Washington se rebiffe contre Bruxelles et Pékin
L’administration Trump menace de punir la France, qui a osé taxer les multinationales du numérique. Sur le front chinois, un accord paraît de moins en moins probable
Pas de répit. La fin de l’année 2019 s’annonce tumultueuse en matière de guerre commerciale. Et pour cause. L’administration Trump a allumé lundi soir un nouveau foyer de tensions avec la France en menaçant de surtaxer des produits français pour riposter à l’instauration de la taxe GAFA en référence aux géants américains du numérique Google, Apple, Facebook et Amazon. Lundi, elle avait annoncé l’imposition de taxes punitives sur l’acier brésilien et argentin.
Enfin en l’absence de trêve, les Etats-Unis devraient imposer des droits de douane de 15% sur des produits importés de Chine d’une valeur de 156 milliards de dollars à partir du 15 décembre. En pleine réunion de l’OTAN mardi à Londres, le président Trump a même annoncé qu’un accord ne l’intéressait pas à ce stade.
C’est le branle-bas de combat en France. Faute de soutien de l’Union européenne, Paris fait cavalier seul sur la fiscalité des entreprises numériques. Elle impose 3% sur le chiffre d’affaires réalisé en France. Même si la taxe concerne toutes les entreprises numériques, les multinationales américaines s’estiment particulièrement visées.
Bruxelles solidaire de Paris
Les mesures de rétorsion américaines – des surtaxes pouvant aller jusqu’à 100% – frapperaient divers produits français d’une valeur de 2,4 milliards de dollars: vin, champagne, fromage, yaourt, porcelaine et sacs à main. «Elles pourraient entrer en vigueur dans les trente jours, a dénoncé mardi le ministre français des Finances Bruno Le Maire. Ce n’est pas le comportement que l’on attend des Etats-Unis vis-à-vis de l’un de ses principaux alliés, la France, et d’une manière générale l’Europe.» Bruxelles soutient Paris. «L’Union européenne agira et réagira d’une seule voix», a averti mardi un porte-parole de la Commission.
Bruno Le Maire a promis une «riposte forte» si les menaces américaines devaient se matérialiser. Il a toutefois évité la surenchère, espérant que les négociations en cours au sein de l’OCDE sur une fiscalité des entreprises numériques aboutissent sur un système fiscal mondial unifié. L’OCDE y travaille depuis le début de l’année, mais le ministre français des Finances soupçonne que les Américains ne seraient plus disposés à poursuivre les négociations.
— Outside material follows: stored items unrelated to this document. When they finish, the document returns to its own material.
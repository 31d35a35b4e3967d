//! Storage configuration types.

use std::fmt;

use twynup_shared::StorageSettings;

use super::error::StorageError;

/// Storage service configuration for an S3 bucket.
#[derive(Clone)]
pub struct StorageConfig {
    /// AWS region.
    pub region: String,
    /// Bucket name.
    pub bucket: String,
    /// AWS access key ID.
    pub access_key_id: String,
    /// AWS secret access key.
    pub secret_access_key: String,
    /// Custom endpoint for S3-compatible providers.
    pub endpoint: Option<String>,
    /// Presigned upload URL TTL in seconds (default: 300 = 5 minutes).
    pub presign_upload_ttl_secs: u64,
}

impl StorageConfig {
    /// Default upload TTL: 5 minutes.
    pub const DEFAULT_UPLOAD_TTL: u64 = 300;

    /// Longest expiry SigV4 accepts: 7 days.
    pub const MAX_UPLOAD_TTL: u64 = 604_800;

    /// Create a new storage config with default settings.
    #[must_use]
    pub fn new(
        region: impl Into<String>,
        bucket: impl Into<String>,
        access_key_id: impl Into<String>,
        secret_access_key: impl Into<String>,
    ) -> Self {
        Self {
            region: region.into(),
            bucket: bucket.into(),
            access_key_id: access_key_id.into(),
            secret_access_key: secret_access_key.into(),
            endpoint: None,
            presign_upload_ttl_secs: Self::DEFAULT_UPLOAD_TTL,
        }
    }

    /// Set a custom S3 endpoint.
    #[must_use]
    pub fn with_endpoint(mut self, endpoint: impl Into<String>) -> Self {
        self.endpoint = Some(endpoint.into());
        self
    }

    /// Set presigned upload URL TTL. Zero keeps the default and values above
    /// [`Self::MAX_UPLOAD_TTL`] are clamped to it.
    #[must_use]
    pub fn with_upload_ttl(mut self, secs: u64) -> Self {
        self.presign_upload_ttl_secs = match secs {
            0 => Self::DEFAULT_UPLOAD_TTL,
            s => s.min(Self::MAX_UPLOAD_TTL),
        };
        self
    }

    /// Check invariants the signer relies on.
    ///
    /// # Errors
    ///
    /// Returns a configuration error if the TTL is outside `1..=604800`.
    pub fn validate(&self) -> Result<(), StorageError> {
        if !(1..=Self::MAX_UPLOAD_TTL).contains(&self.presign_upload_ttl_secs) {
            return Err(StorageError::configuration(format!(
                "presign expiry must be between 1 and {} seconds",
                Self::MAX_UPLOAD_TTL
            )));
        }
        Ok(())
    }

    /// Build a config from raw application settings.
    ///
    /// # Errors
    ///
    /// Returns a configuration error naming the first missing setting. Values
    /// are never included in the message.
    pub fn from_settings(settings: &StorageSettings) -> Result<Self, StorageError> {
        let region = required(settings.region.as_deref(), "region")?;
        let bucket = required(settings.bucket.as_deref(), "bucket")?;
        let access_key_id = required(settings.access_key_id.as_deref(), "access key id")?;
        let secret_access_key =
            required(settings.secret_access_key.as_deref(), "secret access key")?;

        let ttl = settings.presign_expires_secs.unwrap_or_default();
        if ttl > Self::MAX_UPLOAD_TTL {
            return Err(StorageError::configuration(format!(
                "presign expiry exceeds {} seconds",
                Self::MAX_UPLOAD_TTL
            )));
        }

        let mut config = Self::new(region, bucket, access_key_id, secret_access_key)
            .with_upload_ttl(ttl);
        if let Some(endpoint) = settings.endpoint.as_deref().filter(|e| !e.trim().is_empty()) {
            config = config.with_endpoint(endpoint);
        }
        config.validate()?;
        Ok(config)
    }
}

fn required<'a>(value: Option<&'a str>, name: &str) -> Result<&'a str, StorageError> {
    value
        .map(str::trim)
        .filter(|v| !v.is_empty())
        .ok_or_else(|| StorageError::configuration(format!("{name} is not set")))
}

impl fmt::Debug for StorageConfig {
    fn fmt(&self, f: &mut fmt::Formatter<'_>) -> fmt::Result {
        f.debug_struct("StorageConfig")
            .field("region", &self.region)
            .field("bucket", &self.bucket)
            .field("access_key_id", &"[redacted]")
            .field("secret_access_key", &"[redacted]")
            .field("endpoint", &self.endpoint)
            .field("presign_upload_ttl_secs", &self.presign_upload_ttl_secs)
            .finish()
    }
}
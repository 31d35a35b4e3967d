//! Upload request validation.

use super::error::ValidationError;
use super::key::{ObjectKey, build_key};
use super::policy::{UploadContext, lookup};

/// A (context, content type) pair accepted by the policy table.
///
/// Only [`validate`] constructs this, so holding one proves the pair is allowed.
#[derive(Debug, Clone, Copy, PartialEq, Eq)]
pub struct ValidatedUpload {
    context: UploadContext,
    content_type: &'static str,
}

impl ValidatedUpload {
    /// The validated upload context.
    #[must_use]
    pub const fn context(&self) -> UploadContext {
        self.context
    }

    /// The validated content type, as spelled in the policy table.
    #[must_use]
    pub const fn content_type(&self) -> &'static str {
        self.content_type
    }

    /// Derive a fresh object key for this upload.
    #[must_use]
    pub fn object_key(&self) -> ObjectKey {
        build_key(self.context, self.content_type)
    }
}

/// Check a requested context and content type against the policy table.
///
/// Total over all string inputs; never panics.
pub fn validate(context: &str, content_type: &str) -> Result<ValidatedUpload, ValidationError> {
    let policy = lookup(context).ok_or(ValidationError::UnknownContext)?;

    let content_type = policy
        .allowed_content_types
        .iter()
        .copied()
        .find(|allowed| *allowed == content_type)
        .ok_or(ValidationError::DisallowedContentType)?;

    Ok(ValidatedUpload {
        context: policy.context,
        content_type,
    })
}

#[cfg(test)]
mod tests {
    use super::*;
    use crate::upload::policy::{IMAGE_CONTENT_TYPES, VIDEO_CONTENT_TYPES};
    use rstest::rstest;

    #[test]
    fn test_all_allowed_pairs_are_valid() {
        for context in UploadContext::ALL {
            for content_type in context.allowed_content_types() {
                let validated = validate(context.as_str(), content_type)
                    .unwrap_or_else(|e| panic!("{context} + {content_type}: {e}"));
                assert_eq!(validated.context(), context);
                assert_eq!(validated.content_type(), *content_type);
            }
        }
    }

    #[test]
    fn test_cross_class_pairs_are_rejected() {
        let all_types: Vec<&str> = IMAGE_CONTENT_TYPES
            .iter()
            .chain(VIDEO_CONTENT_TYPES)
            .copied()
            .collect();

        for context in UploadContext::ALL {
            for content_type in all_types.iter().filter(|t| !context.allows(t)) {
                assert_eq!(
                    validate(context.as_str(), content_type),
                    Err(ValidationError::DisallowedContentType)
                );
            }
        }
    }

    #[rstest]
    #[case("post_video", "image/png")]
    #[case("profile_dp", "video/mp4")]
    #[case("team_logo", "image/gif")]
    #[case("team_logo", "")]
    #[case("league_logo", "image/PNG")]
    fn test_disallowed_content_type(#[case] context: &str, #[case] content_type: &str) {
        assert_eq!(
            validate(context, content_type),
            Err(ValidationError::DisallowedContentType)
        );
    }

    #[rstest]
    #[case("not_a_real_context", "image/png")]
    #[case("", "image/png")]
    #[case("", "")]
    #[case("Profile_Dp", "image/png")]
    fn test_unknown_context(#[case] context: &str, #[case] content_type: &str) {
        assert_eq!(
            validate(context, content_type),
            Err(ValidationError::UnknownContext)
        );
    }

    #[test]
    fn test_unknown_context_checked_before_content_type() {
        assert_eq!(
            validate("nope", "application/x-executable"),
            Err(ValidationError::UnknownContext)
        );
    }

    #[test]
    fn test_object_key_uses_context_prefix() {
        let validated = validate("profile_dp", "image/png").expect("valid pair");
        let key = validated.object_key();
        assert!(key.as_str().starts_with("profile/profile-dp/"));
        assert!(key.as_str().ends_with(".png"));
    }
}
//! Object key derivation.

use std::fmt;

use serde::Serialize;
use uuid::Uuid;

use super::policy::UploadContext;

/// Storage key of an uploaded object: `{path_prefix}/{uuid}.{extension}`.
#[derive(Debug, Clone, PartialEq, Eq, Hash, Serialize)]
#[serde(transparent)]
pub struct ObjectKey(String);

impl ObjectKey {
    /// Borrow the key as a string slice.
    #[must_use]
    pub fn as_str(&self) -> &str {
        &self.0
    }

    /// Consume the key, returning the inner string.
    #[must_use]
    pub fn into_string(self) -> String {
        self.0
    }
}

impl fmt::Display for ObjectKey {
    fn fmt(&self, f: &mut fmt::Formatter<'_>) -> fmt::Result {
        f.write_str(&self.0)
    }
}

impl AsRef<str> for ObjectKey {
    fn as_ref(&self) -> &str {
        &self.0
    }
}

/// Build a unique object key for an upload.
///
/// The caller must have validated the pair; this does not consult the policy
/// table beyond the context's path prefix. Uniqueness relies on a random v4
/// UUID, no existence check is made against storage.
#[must_use]
pub fn build_key(context: UploadContext, content_type: &str) -> ObjectKey {
    ObjectKey(format!(
        "{}/{}.{}",
        context.path_prefix(),
        Uuid::new_v4(),
        extension(content_type)
    ))
}

/// File extension for a content type: its subtype without parameters.
///
/// `image/png` gives `png`, `video/mp4; codecs=avc1` gives `mp4`.
#[must_use]
pub fn extension(content_type: &str) -> &str {
    let subtype = content_type.split('/').nth(1).unwrap_or_default();
    subtype
        .split_once(';')
        .map_or(subtype, |(head, _)| head)
        .trim()
}


#[cfg(test)]
mod property_tests {
    use super::*;
    use proptest::prelude::*;
    use std::collections::HashSet;

    // Every key is the context prefix, a slash, a UUID, a dot and the subtype.
    proptest! {
        #[test]
        fn prop_key_shape(
            index in 0usize..UploadContext::ALL.len(),
            type_index in 0usize..3,
        ) {
            let context = UploadContext::ALL[index];
            let content_type = context.allowed_content_types()[type_index];
            let key = build_key(context, content_type);

            let prefix = format!("{}/", context.path_prefix());
            let suffix = format!(".{}", extension(content_type));
            prop_assert!(key.as_str().starts_with(&prefix));
            prop_assert!(key.as_str().ends_with(&suffix));

            let middle = &key.as_str()[prefix.len()..key.as_str().len() - suffix.len()];
            prop_assert!(Uuid::parse_str(middle).is_ok());
        }
    }

    proptest! {
        #[test]
        fn prop_extension_is_path_safe(content_type in ".*") {
            let ext = extension(&content_type);
            prop_assert!(!ext.contains('/'));
            prop_assert!(!ext.contains(';'));
        }
    }

    proptest! {
        #[test]
        fn prop_repeated_keys_never_collide(count in 2usize..64) {
            let keys: HashSet<ObjectKey> = (0..count)
                .map(|_| build_key(UploadContext::ProfileVideo, "video/webm"))
                .collect();
            prop_assert_eq!(keys.len(), count);
        }
    }
}
//! Style tags and the suffixes that steer the image model toward them.

/// Image style with a fixed prompt suffix.
#[derive(Debug, Clone, Copy, PartialEq, Eq, Default)]
pub enum Style {
    #[default]
    Realistic,
    Anime,
    Fantasy,
    Cyberpunk,
}

impl Style {
    /// Exact tag lookup. Tags without a suffix (e.g. `abstract`) return `None`.
    pub fn parse(tag: &str) -> Option<Style> {
        match tag {
            "realistic" => Some(Style::Realistic),
            "anime" => Some(Style::Anime),
            "fantasy" => Some(Style::Fantasy),
            "cyberpunk" => Some(Style::Cyberpunk),
            _ => None,
        }
    }

    pub fn tag(&self) -> &'static str {
        match self {
            Style::Realistic => "realistic",
            Style::Anime => "anime",
            Style::Fantasy => "fantasy",
            Style::Cyberpunk => "cyberpunk",
        }
    }

    pub fn suffix(&self) -> &'static str {
        match self {
            Style::Realistic => {
                "ultra realistic, highly detailed, 8k resolution, professional photography"
            }
            Style::Anime => {
                "Studio Ghibli style, anime, hand-drawn, colorful, Hayao Miyazaki inspired"
            }
            Style::Fantasy => {
                "fantasy art, magical, detailed, ethereal lighting, vibrant colors, digital painting"
            }
            Style::Cyberpunk => {
                "cyberpunk, neon lights, futuristic, dystopian, high contrast, digital art"
            }
        }
    }
}

/// `"{prompt}, {suffix}"`; unknown tags use the realistic suffix.
pub fn enhance_prompt(prompt: &str, style_tag: &str) -> String {
    let style = Style::parse(style_tag).unwrap_or_default();
    format!("{prompt}, {}", style.suffix())
}
//! In-process test server backed by a temp history directory.
#![allow(dead_code)]

use std::net::SocketAddr;
use std::path::PathBuf;
use std::time::Duration;

use anyhow::Result;
use image_gen_relay::{Config, build_state, router, web_pages::Theme};
use reqwest::{Client, Response};
use serde_json::Value;
use tempfile::TempDir;
use tokio::task::JoinHandle;
use url::Url;

pub struct TestApp {
    pub addr: SocketAddr,
    pub client: Client,
    pub history_dir: PathBuf,
    server: JoinHandle<()>,
    _temp_dir: Option<TempDir>,
}

pub struct TestAppBuilder {
    api_url: String,
    api_key: Option<String>,
    history_limit: usize,
    timeout: Duration,
    history_dir: Option<PathBuf>,
}

impl TestAppBuilder {
    pub fn new(api_url: impl Into<String>) -> Self {
        Self {
            api_url: api_url.into(),
            api_key: Some("hf_test_key".to_string()),
            history_limit: 5,
            timeout: Duration::from_secs(5),
            history_dir: None,
        }
    }

    pub fn without_api_key(mut self) -> Self {
        self.api_key = None;
        self
    }

    pub fn history_limit(mut self, limit: usize) -> Self {
        self.history_limit = limit;
        self
    }

    pub fn timeout(mut self, timeout: Duration) -> Self {
        self.timeout = timeout;
        self
    }

    /// Reuse an existing history directory, e.g. to simulate a restart.
    pub fn history_dir(mut self, dir: PathBuf) -> Self {
        self.history_dir = Some(dir);
        self
    }

    pub async fn start(self) -> Result<TestApp> {
        let (history_dir, temp_dir) = match self.history_dir {
            Some(dir) => (dir, None),
            None => {
                let temp_dir = TempDir::new()?;
                (temp_dir.path().to_path_buf(), Some(temp_dir))
            }
        };
        let config = Config {
            api_url: Url::parse(&self.api_url)?,
            api_key: self.api_key,
            port: 0,
            history_dir: history_dir.clone(),
            history_limit: self.history_limit,
            request_timeout: self.timeout,
            theme: Theme::Classic,
        };
        let state = build_state(&config).await?;
        let listener = tokio::net::TcpListener::bind("127.0.0.1:0").await?;
        let addr = listener.local_addr()?;
        let server = tokio::spawn(async move {
            let _ = axum::serve(listener, router(state)).await;
        });

        Ok(TestApp {
            addr,
            client: Client::builder().timeout(Duration::from_secs(10)).build()?,
            history_dir,
            server,
            _temp_dir: temp_dir,
        })
    }
}

impl TestApp {
    pub fn url(&self, path: &str) -> String {
        format!("http://{}{}", self.addr, path)
    }

    pub async fn get(&self, path: &str) -> Result<Response> {
        Ok(self.client.get(self.url(path)).send().await?)
    }

    pub async fn delete(&self, path: &str) -> Result<Response> {
        Ok(self.client.delete(self.url(path)).send().await?)
    }

    pub async fn generate(&self, body: Value) -> Result<Response> {
        Ok(self
            .client
            .post(self.url("/api/generate"))
            .json(&body)
            .send()
            .await?)
    }

    pub async fn history(&self) -> Result<Vec<Value>> {
        Ok(self.get("/api/history").await?.json().await?)
    }
}

impl Drop for TestApp {
    fn drop(&mut self) {
        self.server.abort();
    }
}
Pas de date butoir pour un accord avec la Chine
Ça ne va pas mieux sur le front Etats-Unis-Chine. Alors que les diplomates américains et chinois ont multiplié les pourparlers ces dernières semaines, Donald Trump a douché mardi les espoirs d’un accord à court terme. Interrogé à Londres où il participe au sommet de l’Alliance atlantique (OTAN), il a déclaré qu’il n’était pas certain de vouloir un accord. «Je n’ai pas de date butoir, a-t-il souligné. D’une certaine manière, j’aime bien l’idée d’attendre après l’élection présidentielle américaine pour l’accord avec la Chine.» Soit après le 7 novembre 2020.
Ce retournement en a surpris plus d’un. Jusqu’ici, Donald Trump faisait miroiter un accord malgré un refroidissement des relations ces dernières semaines entre les deux puissances. Pékin n’est pas en reste. Il a annoncé mardi des mesures de rétorsion contre les Etats-Unis pour protester contre leur soutien aux manifestations à Hongkong.
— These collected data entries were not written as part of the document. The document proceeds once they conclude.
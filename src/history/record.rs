use chrono::{DateTime, SecondsFormat, Utc};
use serde::{Deserialize, Serialize};

/// One successful generation. Never mutated once created.
#[derive(Debug, Clone, PartialEq, Eq, Serialize, Deserialize)]
#[serde(rename_all = "camelCase")]
pub struct GeneratedImage {
    pub id: String,
    /// Remote URL or inline `data:` URI.
    pub url: String,
    pub prompt: String,
    pub style: String,
    pub created_at: String,
}

impl GeneratedImage {
    pub fn new(
        id: String,
        url: String,
        prompt: String,
        style: String,
        created_at: DateTime<Utc>,
    ) -> Self {
        Self {
            id,
            url,
            prompt,
            style,
            created_at: created_at.to_rfc3339_opts(SecondsFormat::Millis, true),
        }
    }

    pub fn is_inline(&self) -> bool {
        self.url.starts_with("data:")
    }
}
use axum::{
    extract::{Query, State},
    response::Html,
};
use serde::Deserialize;

use crate::api::AppState;

const INDEX_HTML: &str = include_str!("../templates/index.html");
const THEME_PLACEHOLDER: &str = "{{THEME}}";

/// Visual skin of the single-page UI. Behavior is identical across themes.
#[derive(Debug, Clone, Copy, PartialEq, Eq, Default)]
pub enum Theme {
    #[default]
    Classic,
    Neon,
}

impl Theme {
    pub fn parse(value: &str) -> Option<Theme> {
        match value.to_ascii_lowercase().as_str() {
            "classic" | "light" => Some(Theme::Classic),
            "neon" | "dark" => Some(Theme::Neon),
            _ => None,
        }
    }

    pub fn css_class(&self) -> &'static str {
        match self {
            Theme::Classic => "theme-classic",
            Theme::Neon => "theme-neon",
        }
    }
}

#[derive(Debug, Deserialize)]
pub struct PageQuery {
    theme: Option<String>,
}

pub fn render_index(theme: Theme) -> String {
    INDEX_HTML.replace(THEME_PLACEHOLDER, theme.css_class())
}

pub async fn index_page(
    State(state): State<AppState>,
    Query(query): Query<PageQuery>,
) -> Html<String> {
    let theme = query
        .theme
        .as_deref()
        .and_then(Theme::parse)
        .unwrap_or(state.theme);
    Html(render_index(theme))
}
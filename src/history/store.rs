use anyhow::Result;
use chrono::{DateTime, Utc};
use tracing::{debug, warn};

use crate::history::{GeneratedImage, KeyValueStore};

pub const DEFAULT_HISTORY_KEY: &str = "imageHistory";
pub const DEFAULT_HISTORY_LIMIT: usize = 5;

/// Newest-first list of generated images, capped at `limit` entries and
/// mirrored in full to a single key of a [`KeyValueStore`].
#[derive(Debug)]
pub struct HistoryStore {
    entries: Vec<GeneratedImage>,
    limit: usize,
    storage: KeyValueStore,
    key: String,
}

impl HistoryStore {
    pub fn new(storage: KeyValueStore, key: impl Into<String>, limit: usize) -> Self {
        Self {
            entries: Vec::new(),
            limit: limit.max(1),
            storage,
            key: key.into(),
        }
    }

    pub fn limit(&self) -> usize {
        self.limit
    }

    pub fn len(&self) -> usize {
        self.entries.len()
    }

    pub fn is_empty(&self) -> bool {
        self.entries.is_empty()
    }

    pub fn entries(&self) -> &[GeneratedImage] {
        &self.entries
    }

    pub fn select(&self, id: &str) -> Option<&GeneratedImage> {
        self.entries.iter().find(|image| image.id == id)
    }

    /// Timestamp-based id that is always greater than the newest entry's id.
    pub fn next_id(&self, now: DateTime<Utc>) -> String {
        let millis = u64::try_from(now.timestamp_millis()).unwrap_or_default();
        let newest = self
            .entries
            .first()
            .and_then(|image| image.id.parse::<u64>().ok())
            .unwrap_or_default();
        if millis > newest {
            millis.to_string()
        } else {
            (newest + 1).to_string()
        }
    }

    pub async fn record(&mut self, image: GeneratedImage) -> Result<()> {
        self.entries.insert(0, image);
        self.entries.truncate(self.limit);
        self.persist().await
    }

    /// Replaces the in-memory list with whatever the store holds. An
    /// unreadable entry yields an empty history and is left on disk as is.
    pub async fn restore(&mut self) -> Result<()> {
        let Some(bytes) = self.storage.get(&self.key).await? else {
            self.entries = Vec::new();
            return Ok(());
        };
        let mut restored = match serde_json::from_slice::<Vec<GeneratedImage>>(&bytes) {
            Ok(entries) => entries,
            Err(err) => {
                warn!("failed to parse image history under {:?}: {}", self.key, err);
                Vec::new()
            }
        };
        restored.truncate(self.limit);
        debug!("restored {} history entries", restored.len());
        self.entries = restored;
        Ok(())
    }

    pub async fn clear(&mut self) -> Result<()> {
        self.entries.clear();
        self.storage.remove(&self.key).await
    }

    async fn persist(&self) -> Result<()> {
        let payload = serde_json::to_vec(&self.entries)?;
        self.storage.put(&self.key, &payload).await
    }
}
Faute d’accord ou de trêve, Washington, selon un calendrier établi de longue date, devrait introduire, dès le 15 décembre, un droit de douane supplémentaire de 15% sur des produits importés de Chine d’une valeur de 156 milliards de dollars.
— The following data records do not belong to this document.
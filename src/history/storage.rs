use std::path::{Path, PathBuf};

use anyhow::Result;
use tokio::fs;

/// Local key-value store where every key is one file under `base_dir`.
#[derive(Clone, Debug)]
pub struct KeyValueStore {
    base_dir: PathBuf,
}

impl KeyValueStore {
    pub fn new(base_dir: PathBuf) -> Self {
        Self { base_dir }
    }

    pub async fn get(&self, key: &str) -> Result<Option<Vec<u8>>> {
        let path = self.resolve_path(key);
        match fs::read(&path).await {
            Ok(bytes) => Ok(Some(bytes)),
            Err(err) if err.kind() == std::io::ErrorKind::NotFound => Ok(None),
            Err(err) => Err(err.into()),
        }
    }

    pub async fn put(&self, key: &str, data: &[u8]) -> Result<()> {
        let path = self.resolve_path(key);
        if let Some(parent) = path.parent() {
            fs::create_dir_all(parent).await?;
        }
        // Readers only ever see a complete entry.
        let tmp_path = path.with_extension("tmp");
        fs::write(&tmp_path, data).await?;
        fs::rename(&tmp_path, &path).await?;
        Ok(())
    }

    pub async fn remove(&self, key: &str) -> Result<()> {
        let path = self.resolve_path(key);
        match fs::remove_file(&path).await {
            Ok(()) => Ok(()),
            Err(err) if err.kind() == std::io::ErrorKind::NotFound => Ok(()),
            Err(err) => Err(err.into()),
        }
    }

    pub fn resolve_path(&self, key: &str) -> PathBuf {
        let normalized = key.trim_start_matches('/');
        self.base_dir.join(Path::new(&format!("{normalized}.json")))
    }
}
Brésil et Argentine dans le collimateur
Jamais deux sans trois. L’administration Trump a annoncé lundi des droits de douane punitifs sur l’acier importé aux Etats-Unis en provenance de l’Argentine et du Brésil. Selon elle, les deux pays pratiquent de l’antidumping en raison de la dépréciation de leur monnaie. Washington a aussi fait comprendre qu’ils seraient les deux grands gagnants de la guerre commerciale sino-américaine. La Chine a en effet augmenté ses importations de soja et autres céréales de façon spectaculaire de ces deux pays sur le dos de l’agriculture américaine. Verdict: Washington les punit.